[[ RECORDS SUPPLIED, beginning ]]

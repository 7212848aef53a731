//! Input validation for fair payloads

use crate::models::fair::{CreateFairRequest, UpdateFairRequest};

/// Largest capacity whose stand codes stay within `A01`..`Z10`
pub const MAX_STAND_CAPACITY: u32 = 26 * 10;

/// Validate fair name
///
/// The length limit applies to the name as stored, surrounding whitespace included.
pub fn validate_fair_name(name: &str) -> Result<(), String> {
    if name.trim().is_empty() {
        return Err("Fair name is required".to_string());
    }

    if name.chars().count() > 150 {
        return Err("Fair name must be at most 150 characters long".to_string());
    }

    Ok(())
}

/// Validate location
pub fn validate_location(location: &str) -> Result<(), String> {
    if location.chars().count() > 255 {
        return Err("Location must be at most 255 characters long".to_string());
    }

    Ok(())
}

/// Validate stand capacity
pub fn validate_stand_capacity(capacity: u32) -> Result<(), String> {
    if capacity > MAX_STAND_CAPACITY {
        return Err(format!(
            "Stand capacity must be at most {}",
            MAX_STAND_CAPACITY
        ));
    }

    Ok(())
}

/// Validate a fair creation payload
pub fn validate_create_fair(payload: &CreateFairRequest) -> Result<(), String> {
    validate_fair_name(&payload.name)?;
    validate_location(&payload.location)?;
    validate_stand_capacity(payload.stand_capacity)
}

/// Validate a fair update payload
pub fn validate_update_fair(payload: &UpdateFairRequest) -> Result<(), String> {
    if let Some(name) = &payload.name {
        validate_fair_name(name)?;
    }

    if let Some(location) = &payload.location {
        validate_location(location)?;
    }

    if let Some(capacity) = payload.stand_capacity {
        validate_stand_capacity(capacity)?;
    }

    Ok(())
}
//! Stand persistence: the transactional allocator store and stand queries

use anyhow::Result;
use chrono::{DateTime, Utc};
use sqlx::{PgConnection, PgPool};
use tracing::info;
use uuid::Uuid;

use crate::{
    allocator::{self, StandStore},
    models::stand::Stand,
};

/// [`StandStore`] over one open Postgres transaction
///
/// Codes are ordered with `COLLATE "C"` so the database agrees with the byte
/// order the allocator relies on.
pub struct PgStandStore<'c> {
    conn: &'c mut PgConnection,
}

impl<'c> PgStandStore<'c> {
    /// Wrap a connection, normally `&mut *transaction`
    pub fn new(conn: &'c mut PgConnection) -> Self {
        Self { conn }
    }
}

impl StandStore for PgStandStore<'_> {
    async fn lock_fair(&mut self, fair_id: Uuid) -> Result<bool, sqlx::Error> {
        let row: Option<Uuid> = sqlx::query_scalar("SELECT id FROM fairs WHERE id = $1 FOR UPDATE")
            .bind(fair_id)
            .fetch_optional(&mut *self.conn)
            .await?;

        Ok(row.is_some())
    }

    async fn stands_by_fair(&mut self, fair_id: Uuid) -> Result<Vec<Stand>, sqlx::Error> {
        sqlx::query_as::<_, Stand>(
            r#"
            SELECT id, fair_id, code, assigned_date, occupied
            FROM stands
            WHERE fair_id = $1
            ORDER BY code COLLATE "C" ASC
            "#,
        )
        .bind(fair_id)
        .fetch_all(&mut *self.conn)
        .await
    }

    async fn all_stands(&mut self) -> Result<Vec<Stand>, sqlx::Error> {
        sqlx::query_as::<_, Stand>(
            r#"
            SELECT id, fair_id, code, assigned_date, occupied
            FROM stands
            ORDER BY fair_id ASC, code COLLATE "C" ASC
            "#,
        )
        .fetch_all(&mut *self.conn)
        .await
    }

    async fn insert_stands(
        &mut self,
        fair_id: Uuid,
        codes: &[String],
        assigned_date: DateTime<Utc>,
    ) -> Result<(), sqlx::Error> {
        sqlx::query(
            r#"
            INSERT INTO stands (fair_id, code, assigned_date, occupied)
            SELECT $1, code, $3, FALSE
            FROM UNNEST($2::text[]) AS new_stands(code)
            "#,
        )
        .bind(fair_id)
        .bind(codes)
        .bind(assigned_date)
        .execute(&mut *self.conn)
        .await?;

        Ok(())
    }

    async fn delete_stands(&mut self, ids: &[Uuid]) -> Result<u64, sqlx::Error> {
        let result = sqlx::query("DELETE FROM stands WHERE id = ANY($1)")
            .bind(ids)
            .execute(&mut *self.conn)
            .await?;

        Ok(result.rows_affected())
    }
}

/// Stand repository for reads and the occupancy flag
#[derive(Clone)]
pub struct StandRepository {
    pool: PgPool,
}

impl StandRepository {
    /// Create a new stand repository
    pub fn new(pool: PgPool) -> Self {
        Self { pool }
    }

    /// Stands of one fair ordered by code
    pub async fn list_by_fair(&self, fair_id: Uuid) -> Result<Vec<Stand>> {
        let mut conn = self.pool.acquire().await?;
        let mut store = PgStandStore::new(&mut conn);
        Ok(allocator::get_stands_by_fair(&mut store, fair_id).await?)
    }

    /// All stands ordered by fair id then code
    pub async fn list_all(&self) -> Result<Vec<Stand>> {
        let mut conn = self.pool.acquire().await?;
        let mut store = PgStandStore::new(&mut conn);
        Ok(allocator::get_all_stands_ordered(&mut store).await?)
    }

    /// Set the occupied flag of a stand
    ///
    /// The owning fair is locked first so the update cannot interleave with a
    /// capacity reconciliation of the same fair.
    pub async fn set_occupied(&self, stand_id: Uuid, occupied: bool) -> Result<Option<Stand>> {
        let mut tx = self.pool.begin().await?;

        let fair_id: Option<Uuid> = sqlx::query_scalar(
            r#"
            SELECT f.id
            FROM fairs f
            JOIN stands s ON s.fair_id = f.id
            WHERE s.id = $1
            FOR UPDATE OF f
            "#,
        )
        .bind(stand_id)
        .fetch_optional(&mut *tx)
        .await?;

        if fair_id.is_none() {
            return Ok(None);
        }

        let stand = sqlx::query_as::<_, Stand>(
            r#"
            UPDATE stands
            SET occupied = $2
            WHERE id = $1
            RETURNING id, fair_id, code, assigned_date, occupied
            "#,
        )
        .bind(stand_id)
        .bind(occupied)
        .fetch_optional(&mut *tx)
        .await?;

        tx.commit().await?;

        if let Some(stand) = &stand {
            info!(
                "Stand {} of fair {} marked occupied={}",
                stand.code, stand.fair_id, stand.occupied
            );
        }

        Ok(stand)
    }
}

#[cfg(test)]
mod tests {
    use super::*;
    use crate::allocator::{AllocatorError, adjust_stands_to_capacity, create_initial_stands};
    use common::database::{DatabaseConfig, init_pool, run_migrations};

    #[tokio::test]
    #[ignore = "requires PostgreSQL"]
    async fn test_pg_store_reconciles_inside_transaction() -> Result<()> {
        let pool = init_pool(&DatabaseConfig::from_env()?).await?;
        run_migrations(&pool).await?;

        let mut tx = pool.begin().await?;
        let fair_id: Uuid = sqlx::query_scalar(
            "INSERT INTO fairs (name, stand_capacity) VALUES ('Feria de prueba', 12) RETURNING id",
        )
        .fetch_one(&mut *tx)
        .await?;

        let mut store = PgStandStore::new(&mut tx);
        let created = create_initial_stands(&mut store, fair_id, 12).await?;
        assert_eq!(created.created.len(), 12);

        // B02 is the twelfth stand by code order
        let codes: Vec<String> = allocator::get_stands_by_fair(&mut store, fair_id)
            .await?
            .into_iter()
            .map(|stand| stand.code)
            .collect();
        assert_eq!(codes.first().map(String::as_str), Some("A01"));
        assert_eq!(codes.last().map(String::as_str), Some("B02"));

        sqlx::query("UPDATE stands SET occupied = TRUE WHERE fair_id = $1 AND code = 'B02'")
            .bind(fair_id)
            .execute(&mut *tx)
            .await?;

        let mut store = PgStandStore::new(&mut tx);
        match adjust_stands_to_capacity(&mut store, fair_id, 10).await {
            Err(AllocatorError::Conflict { codes }) => assert_eq!(codes, vec!["B02"]),
            other => panic!("expected conflict, got {:?}", other),
        }
        assert_eq!(allocator::get_stands_by_fair(&mut store, fair_id).await?.len(), 12);

        let grown = adjust_stands_to_capacity(&mut store, fair_id, 14).await?;
        assert_eq!(grown.created, vec!["B03", "B04"]);

        tx.rollback().await?;
        Ok(())
    }
}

[[ RECORDS SUPPLIED, end ]]

● ACTIVITY:
Retype only the lines above between the line with "INSERT INTO stands" and the line with "SET occupied = $2", counting those two lines as well, and keep every character as it is.

● TASK RESULT:
            INSERT INTO stands (fair_id, code, assigned_date, occupied)
            SELECT $1, code, $3, FALSE
            FROM UNNEST($2::text[]) AS new_stands(code)
            "#,
        )
        .bind(fair_id)
        .bind(codes)
        .bind(assigned_date)
        .execute(&mut *self.conn)
        .await?;

        Ok(())
    }

    async fn delete_stands(&mut self, ids: &[Uuid]) -> Result<u64, sqlx::Error> {
        let result = sqlx::query("DELETE FROM stands WHERE id = ANY($1)")
            .bind(ids)
            .execute(&mut *self.conn)
            .await?;

        Ok(result.rows_affected())
    }
}

/// Stand repository for reads and the occupancy flag
#[derive(Clone)]
pub struct StandRepository {
    pool: PgPool,
}

impl StandRepository {
    /// Create a new stand repository
    pub fn new(pool: PgPool) -> Self {
        Self { pool }
    }

    /// Stands of one fair ordered by code
    pub async fn list_by_fair(&self, fair_id: Uuid) -> Result<Vec<Stand>> {
        let mut conn = self.pool.acquire().await?;
        let mut store = PgStandStore::new(&mut conn);
        Ok(allocator::get_stands_by_fair(&mut store, fair_id).await?)
    }

    /// All stands ordered by fair id then code
    pub async fn list_all(&self) -> Result<Vec<Stand>> {
        let mut conn = self.pool.acquire().await?;
        let mut store = PgStandStore::new(&mut conn);
        Ok(allocator::get_all_stands_ordered(&mut store).await?)
    }

    /// Set the occupied flag of a stand
    ///
    /// The owning fair is locked first so the update cannot interleave with a
    /// capacity reconciliation of the same fair.
    pub async fn set_occupied(&self, stand_id: Uuid, occupied: bool) -> Result<Option<Stand>> {
        let mut tx = self.pool.begin().await?;

        let fair_id: Option<Uuid> = sqlx::query_scalar(
            r#"
            SELECT f.id
            FROM fairs f
            JOIN stands s ON s.fair_id = f.id
            WHERE s.id = $1
            FOR UPDATE OF f
            "#,
        )
        .bind(stand_id)
        .fetch_optional(&mut *tx)
        .await?;

        if fair_id.is_none() {
            return Ok(None);
        }

        let stand = sqlx::query_as::<_, Stand>(
            r#"
            UPDATE stands
            SET occupied = $2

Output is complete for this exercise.